児玉 充先生
実践知(フロネシス)を有した社会人を目指しましょう!
児玉 充(KODAMA Mitsuru)/社会デザイン学科
早稲田大学理工学部電気工学科卒業?同大大学院理工学研究科電気工学専攻修了、博士(工学)(早大)。NTT、NTT東日本およびNTTドコモなどで、主にプロジェクトリーダーとして新商品企画開発や社内ベンチャーの創造に関わる業務に従事してきました。2003年4月より 日本大学商学部?大学院商学研究科教授を経て、2024年4月より実践女子大学人間社会学部社会デザイン学科に着任しました。専門分野は戦略経営とイノベーション、情報マネジメント。プロジェクトリーダーとしての実務経験を反映した教員の研究業績(主に経営学分野の査読付き学術論文や学術書)は、国際的に質的品質保証がなされている学術文献データーベース(Web of ScienceおよびScopus)に100編以上が登録されています。
Q1.先生の研究分野は何ですか。その研究を始めたきっかけは何ですか
ビジネスパーソンとしての実務経験(新商品企画開発や社内ベンチャーの仕事)が研究分野と密接に関係していたからです。理論と実践をブリッジする学術研究の仕事に興味をもちました。現場での実践経験を反映した以下のような学術書を海外の主要な学術出版社から数多く出版してきました。
振り返ればNTTで管理職に昇格以降、インターネットと携帯電話の技術革新とともに職務に没頭してきました。また、インターネットと携帯電話の市場がここまでグローバルに成長するとは全く想定外であり、私の転職(民間企業から大学、しかも、理工系の技術者から経営学の研究者としての転換)も人生における「想定外のターニングポイント」となりました。

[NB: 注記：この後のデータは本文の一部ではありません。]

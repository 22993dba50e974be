//! Background download pool
//!
//! Downloads are spawned onto a [`TaskTracker`] so the server can hand back a response
//! right away while still being able to wait for in-flight work on shutdown.

use std::sync::Arc;
use tokio_util::task::TaskTracker;
use tracing::{Instrument, error, info, info_span};

use super::DownloadOutcome;
use super::orchestrator::Orchestrator;

#[derive(Debug, Clone, Default)]
pub struct DownloadQueue {
    tracker: TaskTracker,
}

impl DownloadQueue {
    pub fn new() -> Self {
        Self::default()
    }

    /// Start a download in the background and return immediately
    pub fn start_download_in_background(&self, orchestrator: Arc<Orchestrator>, url: String) {
        orchestrator.progress().mark_pending(&url);
        info!(url = %url, active = self.active() + 1, "Adding download to queue");

        let span = info_span!("download_task", url = %url);
        self.tracker.spawn(
            async move {
                match orchestrator.submit(&url).await {
                    DownloadOutcome::Saved(record) => {
                        info!(path = %record.local_path, "Background download completed");
                    }
                    DownloadOutcome::Failed { error } => {
                        error!(error = %error, "Background download failed");
                    }
                }
            }
            .instrument(span),
        );
    }

    /// Number of downloads still running
    pub fn active(&self) -> usize {
        self.tracker.len()
    }

    /// Stops accepting new work and waits for running downloads to finish
    pub async fn shutdown(&self) {
        self.tracker.close();
        if !self.tracker.is_empty() {
            info!(active = self.tracker.len(), "Waiting for downloads to finish");
        }
        self.tracker.wait().await;
    }
}
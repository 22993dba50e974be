//! Catalog of finished downloads.
//!
//! The catalog is a single UTF-8 JSON array on disk. Every mutation reads the whole
//! document and rewrites it; a blank or malformed document heals itself back to `[]`.

use serde::{Deserialize, Serialize};
use std::path::{Path, PathBuf};
use tokio::sync::Mutex;

/// URL prefix under which downloaded files are served
pub const DOWNLOADS_PREFIX: &str = "/downloads";

const EMPTY_CATALOG: &str = "[]";

#[derive(Debug, Clone, PartialEq, Eq, Serialize, Deserialize)]
pub struct VideoRecord {
    pub title: String,
    pub filesize: String,
    pub local_path: String,
    pub download_time: String,
}

impl VideoRecord {
    /// Web path for a file stored in the download directory
    pub fn local_path_for(file_name: &str) -> String {
        format!("{DOWNLOADS_PREFIX}/{file_name}")
    }
}

/// Maps a `/downloads/<file>` web path back to the bare file name.
///
/// Returns `None` for anything that does not point directly into the download directory.
pub fn file_name_from_local_path(local_path: &str) -> Option<&str> {
    let name = local_path
        .strip_prefix(DOWNLOADS_PREFIX)?
        .strip_prefix('/')?;
    if name.is_empty() || name.contains('/') || name.contains('\\') || name == "." || name == ".."
    {
        return None;
    }
    Some(name)
}

#[derive(Debug, thiserror::Error)]
pub enum CatalogError {
    #[error("catalog I/O error: {0}")]
    Io(#[from] std::io::Error),

    #[error("catalog serialization error: {0}")]
    Serialize(#[from] serde_json::Error),
}

#[derive(Debug)]
pub struct CatalogStore {
    path: PathBuf,
    // Serializes read-modify-write cycles within this process
    write_lock: Mutex<()>,
}

impl CatalogStore {
    pub fn new(path: impl Into<PathBuf>) -> Self {
        Self {
            path: path.into(),
            write_lock: Mutex::new(()),
        }
    }

    pub fn path(&self) -> &Path {
        &self.path
    }

    /// Creates the document (and its parent directory) as an empty list if absent
    #[tracing::instrument(level = "debug", skip(self), fields(path = %self.path.display()))]
    pub async fn init(&self) -> Result<(), CatalogError> {
        if let Some(parent) = self.path.parent() {
            if !parent.as_os_str().is_empty() {
                tokio::fs::create_dir_all(parent).await?;
            }
        }
        if !tokio::fs::try_exists(&self.path).await? {
            tracing::info!("Catalog does not exist, creating empty list");
            tokio::fs::write(&self.path, EMPTY_CATALOG).await?;
        }
        Ok(())
    }

    /// Reads every record. Never fails; unusable or unreadable documents read as empty.
    pub async fn load(&self) -> Vec<VideoRecord> {
        let _guard = self.write_lock.lock().await;
        match self.load_unlocked().await {
            Ok(records) => records,
            Err(e) => {
                tracing::error!(path = %self.path.display(), "Error loading catalog: {}", e);
                Vec::new()
            }
        }
    }

    #[tracing::instrument(level = "debug", skip(self), fields(path = %self.path.display()))]
    pub async fn append(&self, record: VideoRecord) -> Result<(), CatalogError> {
        let _guard = self.write_lock.lock().await;
        let mut records = self.load_unlocked().await?;
        records.push(record);
        self.write_all(&records).await?;
        tracing::debug!(count = records.len(), "Appended catalog record");
        Ok(())
    }

    /// Drops every record whose `local_path` equals `local_path`, returning how many went
    #[tracing::instrument(level = "debug", skip(self), fields(path = %self.path.display()))]
    pub async fn remove(&self, local_path: &str) -> Result<usize, CatalogError> {
        let _guard = self.write_lock.lock().await;
        let mut records = self.load_unlocked().await?;
        let before = records.len();
        records.retain(|r| r.local_path != local_path);
        let removed = before - records.len();
        self.write_all(&records).await?;
        tracing::info!(removed, "Updated catalog");
        Ok(removed)
    }

    /// Missing, blank and malformed documents heal to an empty list. Other read
    /// failures are returned so callers never overwrite a catalog they could not read.
    async fn load_unlocked(&self) -> Result<Vec<VideoRecord>, CatalogError> {
        // Raw bytes, so invalid UTF-8 heals like any other malformed content
        let content = match tokio::fs::read(&self.path).await {
            Ok(content) => content,
            Err(e) if e.kind() == std::io::ErrorKind::NotFound => {
                self.reset().await;
                return Ok(Vec::new());
            }
            Err(e) => return Err(e.into()),
        };

        if content.iter().all(u8::is_ascii_whitespace) {
            self.reset().await;
            return Ok(Vec::new());
        }

        Ok(match serde_json::from_slice(&content) {
            Ok(records) => records,
            Err(e) => {
                tracing::warn!(
                    path = %self.path.display(),
                    "Invalid JSON in catalog, resetting file: {}",
                    e
                );
                self.reset().await;
                Vec::new()
            }
        })
    }

    async fn reset(&self) {
        if let Err(e) = tokio::fs::write(&self.path, EMPTY_CATALOG).await {
            tracing::error!(path = %self.path.display(), "Failed to reset catalog: {}", e);
        }
    }

    async fn write_all(&self, records: &[VideoRecord]) -> Result<(), CatalogError> {
        let json = serde_json::to_string_pretty(records)?;
        // Write next to the target and rename so readers never see a half-written file
        let mut tmp = self.path.clone().into_os_string();
        tmp.push(".tmp");
        let tmp = PathBuf::from(tmp);
        tokio::fs::write(&tmp, json).await?;
        tokio::fs::rename(&tmp, &self.path).await?;
        Ok(())
    }
}
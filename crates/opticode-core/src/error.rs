//! Error types for the opticode session layer.

use thiserror::Error;

/// A shared error type for the entire opticode client core.
///
/// This provides typed, structured error variants with automatic conversion
/// from common error types via the `From` trait.
#[derive(Error, Debug)]
pub enum OpticodeError {
    /// Entity not found error with type information
    #[error("Entity not found: {entity_type} '{id}'")]
    NotFound {
        entity_type: &'static str,
        id: String,
    },

    /// IO error (file system operations)
    #[error("IO error: {message}")]
    Io { message: String },

    /// Persistence-substrate failure (quota exceeded, unwritable key).
    ///
    /// Always recoverable: the caller's in-memory value is untouched and
    /// the operation may be retried.
    #[error("Storage error: {0}")]
    Storage(String),

    /// Serialization/deserialization error
    #[error("Serialization error: {format} - {message}")]
    Serialization {
        format: String, // "JSON", "TOML", etc.
        message: String,
    },

    /// Remote session gateway error
    #[error("Remote gateway error: {message}")]
    Remote {
        message: String,
        status: Option<u16>,
    },

    /// Configuration error
    #[error("Configuration error: {0}")]
    Config(String),

    /// Internal error (should not happen in normal operation)
    #[error("Internal error: {0}")]
    Internal(String),
}

impl OpticodeError {
    // ============================================================================
    // Constructor helpers
    // ============================================================================

    /// Creates a NotFound error
    pub fn not_found(entity_type: &'static str, id: impl Into<String>) -> Self {
        Self::NotFound {
            entity_type,
            id: id.into(),
        }
    }

    /// Creates an IO error
    pub fn io(message: impl Into<String>) -> Self {
        Self::Io {
            message: message.into(),
        }
    }

    /// Creates a Storage error
    pub fn storage(message: impl Into<String>) -> Self {
        Self::Storage(message.into())
    }

    /// Creates a Remote error without an HTTP status
    pub fn remote(message: impl Into<String>) -> Self {
        Self::Remote {
            message: message.into(),
            status: None,
        }
    }

    /// Creates a Remote error carrying the HTTP status code
    pub fn remote_status(message: impl Into<String>, status: u16) -> Self {
        Self::Remote {
            message: message.into(),
            status: Some(status),
        }
    }

    /// Creates a Config error
    pub fn config(message: impl Into<String>) -> Self {
        Self::Config(message.into())
    }

    /// Creates an Internal error
    pub fn internal(message: impl Into<String>) -> Self {
        Self::Internal(message.into())
    }

    // ============================================================================
    // Type checking methods
    // ============================================================================

    /// Check if this is a NotFound error
    pub fn is_not_found(&self) -> bool {
        matches!(self, Self::NotFound { .. })
    }

    /// Check if this is a Storage error
    pub fn is_storage(&self) -> bool {
        matches!(self, Self::Storage(_))
    }

    /// Check if this is a serialization error
    pub fn is_serialization(&self) -> bool {
        matches!(self, Self::Serialization { .. })
    }

    /// Check if this is a Remote error
    pub fn is_remote(&self) -> bool {
        matches!(self, Self::Remote { .. })
    }

    /// Check if this error reports the given HTTP status from the gateway.
    pub fn has_remote_status(&self, expected: u16) -> bool {
        matches!(self, Self::Remote { status: Some(s), .. } if *s == expected)
    }
}

// ============================================================================
// From implementations for automatic conversion
// ============================================================================

impl From<std::io::Error> for OpticodeError {
    fn from(err: std::io::Error) -> Self {
        Self::Io {
            message: format!("{} (kind: {:?})", err, err.kind()),
        }
    }
}

impl From<serde_json::Error> for OpticodeError {
    fn from(err: serde_json::Error) -> Self {
        Self::Serialization {
            format: "JSON".to_string(),
            message: err.to_string(),
        }
    }
}

impl From<toml::de::Error> for OpticodeError {
    fn from(err: toml::de::Error) -> Self {
        Self::Serialization {
            format: "TOML".to_string(),
            message: err.to_string(),
        }
    }
}

impl From<toml::ser::Error> for OpticodeError {
    fn from(err: toml::ser::Error) -> Self {
        Self::Serialization {
            format: "TOML".to_string(),
            message: err.to_string(),
        }
    }
}

impl From<reqwest::Error> for OpticodeError {
    fn from(err: reqwest::Error) -> Self {
        Self::Remote {
            message: err.to_string(),
            status: err.status().map(|s| s.as_u16()),
        }
    }
}

/// A type alias for `Result<T, OpticodeError>`.
pub type Result<T> = std::result::Result<T, OpticodeError>;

Q2.先生が担当されている授業の中で、学科を決める1年生やゼミを決める2年生におススメの授業は何ですか
イノベーションを実現する要素は、「起業家精神」と「リーダーシップ」に本質があります。イノベーターを志向する皆さんには、「アントレプレナーシップ論」と「リーダーシップ開発a」、「リーダーシップ開発b」の履修をお勧めします。
Q3.先生のゼミはどのような活動をしていますか。どんな雰囲気ですか
2026年度から担当予定です。「イノベーションと戦略経営」のゼミでは、マーケティングや技術の知識のみでなく、経営戦略,組織戦略,情報戦略など多岐におよぶ知識が必要となります。そこで本ゼミナールでは専門書の講読やプレゼンテーションを通してコミュニケーション能力だけでなくロジ力ルシンキング(論理的思考)やクリエイティビティ(創造力)を養い,個々人が社会に出た後でリーダーシップを発揮できるような人間力と実践力を修得することを目標としています。論理的思考と創造的思考を養うために,課題発見やアイデア創造に焦点を絞り,プレゼンテーションやブレインストーミングを中心に授業を進めます。また「ケースメソッド」や「ライブケース」により実践的経営の文脈に沿ったコンテンツを全員で考え議論していきます。

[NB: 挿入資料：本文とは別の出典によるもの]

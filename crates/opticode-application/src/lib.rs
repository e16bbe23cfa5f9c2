//! opticode application layer.
//!
//! Orchestrates the core traits and infrastructure components into the
//! operations the UI pages call: recording runs, curating the library,
//! renaming and deleting with remote reconciliation, and the hydration
//! handoff across page navigations.

pub mod hydration;
pub mod session_usecase;

pub use hydration::{SessionLink, SessionView};
pub use session_usecase::SessionUseCase;
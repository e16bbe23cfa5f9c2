//! HTTP client for the remote session gateway.

use async_trait::async_trait;
use opticode_core::config::ApiConfig;
use opticode_core::error::{OpticodeError, Result};
use opticode_core::gateway::{CreateSessionRequest, SessionGateway, SessionSummary};
use serde::Deserialize;
use std::time::Duration;

#[derive(Debug, Deserialize)]
struct CreateResponse {
    id: String,
}

/// `SessionGateway` implementation over the HTTP API.
pub struct HttpSessionGateway {
    client: reqwest::Client,
    base_url: String,
}

impl HttpSessionGateway {
    /// Creates a gateway client from the API configuration.
    pub fn new(config: &ApiConfig) -> Result<Self> {
        let client = reqwest::Client::builder()
            .timeout(Duration::from_secs(config.request_timeout_secs))
            .build()?;

        Ok(Self {
            client,
            base_url: config.base_url.trim_end_matches('/').to_string(),
        })
    }

    fn endpoint(&self, path: &str) -> String {
        format!("{}{}", self.base_url, path)
    }
}

#[async_trait]
impl SessionGateway for HttpSessionGateway {
    async fn create(&self, request: &CreateSessionRequest) -> Result<String> {
        let response = self
            .client
            .post(self.endpoint("/api/sessions"))
            .json(request)
            .send()
            .await?;

        let status = response.status();
        if !status.is_success() {
            return Err(OpticodeError::remote_status(
                format!("session create failed: {status}"),
                status.as_u16(),
            ));
        }

        let body: CreateResponse = response.json().await?;
        tracing::info!("created remote session '{}'", body.id);
        Ok(body.id)
    }

    async fn rename(&self, id: &str, name: &str) -> Result<()> {
        let response = self
            .client
            .patch(self.endpoint(&format!("/api/sessions/item/{id}")))
            .json(&serde_json::json!({ "name": name }))
            .send()
            .await?;

        let status = response.status();
        if !status.is_success() {
            return Err(OpticodeError::remote_status(
                format!("session rename failed: {status}"),
                status.as_u16(),
            ));
        }
        Ok(())
    }

    async fn list_by_owner(&self, email: &str) -> Result<Vec<SessionSummary>> {
        let response = self
            .client
            .get(self.endpoint(&format!("/api/sessions/{email}")))
            .send()
            .await?;

        let status = response.status();
        if !status.is_success() {
            return Err(OpticodeError::remote_status(
                format!("session list failed: {status}"),
                status.as_u16(),
            ));
        }

        Ok(response.json().await?)
    }

    async fn delete(&self, id: &str) -> Result<()> {
        let response = self
            .client
            .delete(self.endpoint(&format!("/api/sessions/delete/{id}")))
            .send()
            .await?;

        let status = response.status();
        // Already deleted counts as success.
        if status.as_u16() == 404 {
            tracing::debug!("remote session '{}' already deleted", id);
            return Ok(());
        }
        if !status.is_success() {
            return Err(OpticodeError::remote_status(
                format!("session delete failed: {status}"),
                status.as_u16(),
            ));
        }
        Ok(())
    }
}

Q4.先生のゼミでは、どのような卒業論文のテーマがありますか
2026年度から担当予定です。例えば、前任校では卒業論文(これまで約300名程度のゼミの卒業生)のテーマとして、「日本企業のデジタルトランスフォーメーション(DX)に関する研究」、「日本企業の企業内ベンチャーに関する研究」、「戦略的イノベーションに関する研究」、などがあります。
Q5.先生の大学時代の楽しかった思い出は何ですか
大学院生時代は海外の学術ジャーナルに論文を投稿し掲載されるまで、徹底的に考え行動し、徹夜で実験を試行錯誤しながら繰り返したことです。米国の権威ある学会誌に掲載された初の論文の喜びは今でも忘れません。

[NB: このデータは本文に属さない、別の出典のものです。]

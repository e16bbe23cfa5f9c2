//! In-memory KeyValueStore implementation.
//!
//! Backing substrate for tests and for the no-backend variant. Clones share
//! one underlying map and one notification channel, which is exactly the
//! cross-tab model: a component holding one clone observes writes made
//! through any other clone via [`KeyValueStore::watch`].

use async_trait::async_trait;
use opticode_core::error::{OpticodeError, Result};
use opticode_core::storage::{KeyValueStore, StoreChange};
use std::collections::HashMap;
use std::sync::{Arc, Mutex};
use tokio::sync::broadcast;

const CHANGE_CHANNEL_CAPACITY: usize = 64;

struct MemoryStoreInner {
    entries: Mutex<HashMap<String, String>>,
    /// Total payload bytes allowed, when simulating a bounded medium.
    quota_bytes: Option<usize>,
    events: broadcast::Sender<StoreChange>,
}

/// A shared in-memory key-value store with change notification.
#[derive(Clone)]
pub struct MemoryStore {
    inner: Arc<MemoryStoreInner>,
}

impl MemoryStore {
    /// Creates an unbounded store.
    pub fn new() -> Self {
        Self::build(None)
    }

    /// Creates a store that rejects writes once total payload bytes would
    /// exceed `quota_bytes`, mirroring a quota-limited browser store.
    pub fn with_quota(quota_bytes: usize) -> Self {
        Self::build(Some(quota_bytes))
    }

    fn build(quota_bytes: Option<usize>) -> Self {
        let (events, _) = broadcast::channel(CHANGE_CHANNEL_CAPACITY);
        Self {
            inner: Arc::new(MemoryStoreInner {
                entries: Mutex::new(HashMap::new()),
                quota_bytes,
                events,
            }),
        }
    }

    fn notify(&self, key: &str) {
        // No receivers is fine; nobody is watching.
        let _ = self.inner.events.send(StoreChange {
            key: key.to_string(),
        });
    }

    fn lock_entries(&self) -> Result<std::sync::MutexGuard<'_, HashMap<String, String>>> {
        self.inner
            .entries
            .lock()
            .map_err(|_| OpticodeError::internal("memory store mutex poisoned"))
    }
}

impl Default for MemoryStore {
    fn default() -> Self {
        Self::new()
    }
}

#[async_trait]
impl KeyValueStore for MemoryStore {
    async fn get(&self, key: &str) -> Result<Option<String>> {
        let entries = self.lock_entries()?;
        Ok(entries.get(key).cloned())
    }

    async fn set(&self, key: &str, value: String) -> Result<()> {
        {
            let mut entries = self.lock_entries()?;

            if let Some(quota) = self.inner.quota_bytes {
                let used: usize = entries
                    .iter()
                    .filter(|(k, _)| k.as_str() != key)
                    .map(|(k, v)| k.len() + v.len())
                    .sum();
                if used + key.len() + value.len() > quota {
                    // The previously stored value stays intact.
                    return Err(OpticodeError::storage(format!(
                        "quota exceeded writing key '{key}'"
                    )));
                }
            }

            entries.insert(key.to_string(), value);
        }
        self.notify(key);
        Ok(())
    }

    async fn remove(&self, key: &str) -> Result<()> {
        let removed = {
            let mut entries = self.lock_entries()?;
            entries.remove(key).is_some()
        };
        if removed {
            self.notify(key);
        }
        Ok(())
    }

    fn watch(&self) -> broadcast::Receiver<StoreChange> {
        self.inner.events.subscribe()
    }
}

#[cfg(test)]
mod tests {
    use super::*;

    #[tokio::test]
    async fn test_set_get_remove() {
        let store = MemoryStore::new();

        assert_eq!(store.get("k").await.unwrap(), None);

        store.set("k", "v1".to_string()).await.unwrap();
        assert_eq!(store.get("k").await.unwrap(), Some("v1".to_string()));

        store.set("k", "v2".to_string()).await.unwrap();
        assert_eq!(store.get("k").await.unwrap(), Some("v2".to_string()));

        store.remove("k").await.unwrap();
        assert_eq!(store.get("k").await.unwrap(), None);

        // Removing an absent key is a no-op.
        store.remove("k").await.unwrap();
    }

    #[tokio::test]
    async fn test_clones_share_state() {
        let store = MemoryStore::new();
        let other_tab = store.clone();

        store.set("k", "v".to_string()).await.unwrap();
        assert_eq!(other_tab.get("k").await.unwrap(), Some("v".to_string()));
    }

    #[tokio::test]
    async fn test_watch_observes_mutations() {
        let store = MemoryStore::new();
        let mut changes = store.watch();

        let other_tab = store.clone();
        other_tab.set("k", "v".to_string()).await.unwrap();
        other_tab.remove("k").await.unwrap();

        assert_eq!(changes.recv().await.unwrap().key, "k");
        assert_eq!(changes.recv().await.unwrap().key, "k");
    }

    #[tokio::test]
    async fn test_quota_rejects_write_and_preserves_value() {
        let store = MemoryStore::with_quota(8);

        store.set("k", "v".to_string()).await.unwrap();

        let err = store
            .set("k", "a value far beyond the quota".to_string())
            .await
            .unwrap_err();
        assert!(err.is_storage());

        // The old value survived the failed write.
        assert_eq!(store.get("k").await.unwrap(), Some("v".to_string()));
    }
}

Q6.受験生に人間社会学部に入学したら、どのような学生になってほしいですか
実践知(フロネシス)を有した「知的体育会系」を目指してください。起業家とは自分で事業を起こす人だけを意味するものではありません。起業家精神とは生き方の問題です。生き方の姿勢のことです。外からの他動的な意見や考え、既存の価値観に動かされるのではなく、自分の発想の軸を明確に持って行動できる、自立した人間の姿勢です。既存の価値観を突破し、開拓者のマインドで自分の先見性や発想を新しいビジネスやシステムの改革に生かしていくことが起業家精神です。